Luego vinimos yo y Marcela. Con el carro es poco tiempo. No sé si nos viste entre la gente… Pero, ¡qué dolor, qué espina en el corazón, al no ver a María! Pensaba: «Ha cambiado de idea. Se ha vuelto a casa. 0… o ha huido porque no podía resistir mi imposición sobre ella, la que ella misma me había pedido». Te escuchaba y lloraba bajo mi velo. Tus palabras parecían exactamente para ella… ¡y no las estaba oyendo! Lo pensaba porque no la veía. Volví a casa desconsolada. Es verdad que te he desobedecido, porque me habías dicho: «Si viene, espérala en casa». Pero considera el estado de mi corazón, Maestro. ¡Era mi hermana, que iba a ti! ¿Podía faltar yo y no verla a tu lado? Además… me habías dicho: «Estará quebrantada». Quería estar al lado de ella antes, para apoyarla…
Estaba de rodillas, llorando y orando en mi habitación -hacía mucho que había terminado ya la segunda vigilia-, y ella ha entrado tan suavemente, que no me he dado cuenta de su presencia sino cuando se ha arrojado a mí y me ha abrazado fuertemente diciéndome: «Es verdad todo lo que dices, bendita hermana mía; y supera con mucho lo que tú dices, su misericordia es mucho mayor. ¡Oh, Marta mía, ya no es necesario que me tengas sujeta! Ya no me verás ni cínica ni desesperada. Ya no me oirás decir: `¡Para no pensar!’. Ahora quiero pensar, sé en qué pensar: en la Bondad hecha carne. Tú rezabas, hermana mía, sin duda rezabas por mí. Pues bien, tienes tu victoria ya en tu puño, tu María, que no quiere pecar más y que renace ahora. Aquí está. Mírala bien a la cara. Porque es una María nueva. Su cara ha sido lavada por el llanto de la esperanza y del arrepentimiento. Puedes besarme, hermana mía pura. Ya no hay señales de amores vergonzosos en mi rostro. El ha dicho que ama mi alma. Porque hablaba a mi alma y de mi alma. La oveja extraviada era yo. Ha dicho… escucha, mira a ver si lo digo bien, tú que conoces el modo de hablar del Salvador…». Y me ha repetido perfectamente tu parábola.
¡María es muy inteligente, mucho más que yo! Y sabe recordar. Así, te he oído dos veces; y, si en tu labio esas palabras eran santas y adorables, en el suyo me eran santas, adorables, encantadoras, porque me las decía un labio de hermana, de mi hermana hallada, que había vuelto al redil familiar. Estábamos abrazadas las dos, sentadas en la estera, como cuando éramos niñas y estábamos así en la habitación de nuestra madre, o junto al telar donde ella tejía o bordaba sus espléndidas telas; estábamos así, desaparecida ya la división del pecado, y me parecía como si nuestra madre estuviera también con su espíritu. Llorábamos sin dolor; es más, con una gran paz. Nos besábamos felices… Luego María, cansada por el camino recorrido a pie, por la emoción y muchas otras cosas, se ha dormido entre mis brazos. Con la ayuda de la nodriza la he echado en mi cama… y la he dejado.

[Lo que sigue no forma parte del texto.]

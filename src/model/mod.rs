//! Regression model
//!
//! A small MLP maps a feature vector to a points estimate. The artifact
//! module persists it together with its schema and normalization.

pub mod artifact;
pub mod mlp;

pub use artifact::{ModelArtifact, ModelMetadata};
pub use mlp::{PointsRegressor, RegressorConfig};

Luego he venido corriendo aquí – y Marta besa toda feliz las manos de Jesús.
-Yo también te digo lo mismo que te ha dicho María: «Tienes tu victoria en tu puño». Ve y sé feliz. Ve en paz. Sigue una conducta llena de dulzura y de prudencia para con la renacida. Adiós, Marta. Comunícaselo a Lázaro, que está preocupado allá abajo.
-Sí, Maestro. Pero María ¿cuándo va a venir con nosotras discípulas?
Jesús sonríe y dice:
-El Creador hizo la creación en seis días y el séptimo descansó.
-Entiendo. Hay que tener paciencia.
-Paciencia, sí. No suspires. Esta también es una virtud. Paz a vosotras, mujeres. Nos volveremos a ver pronto – y Jesús las deja y se dirige hacia el lugar en que la barca está esperando, en la orilla.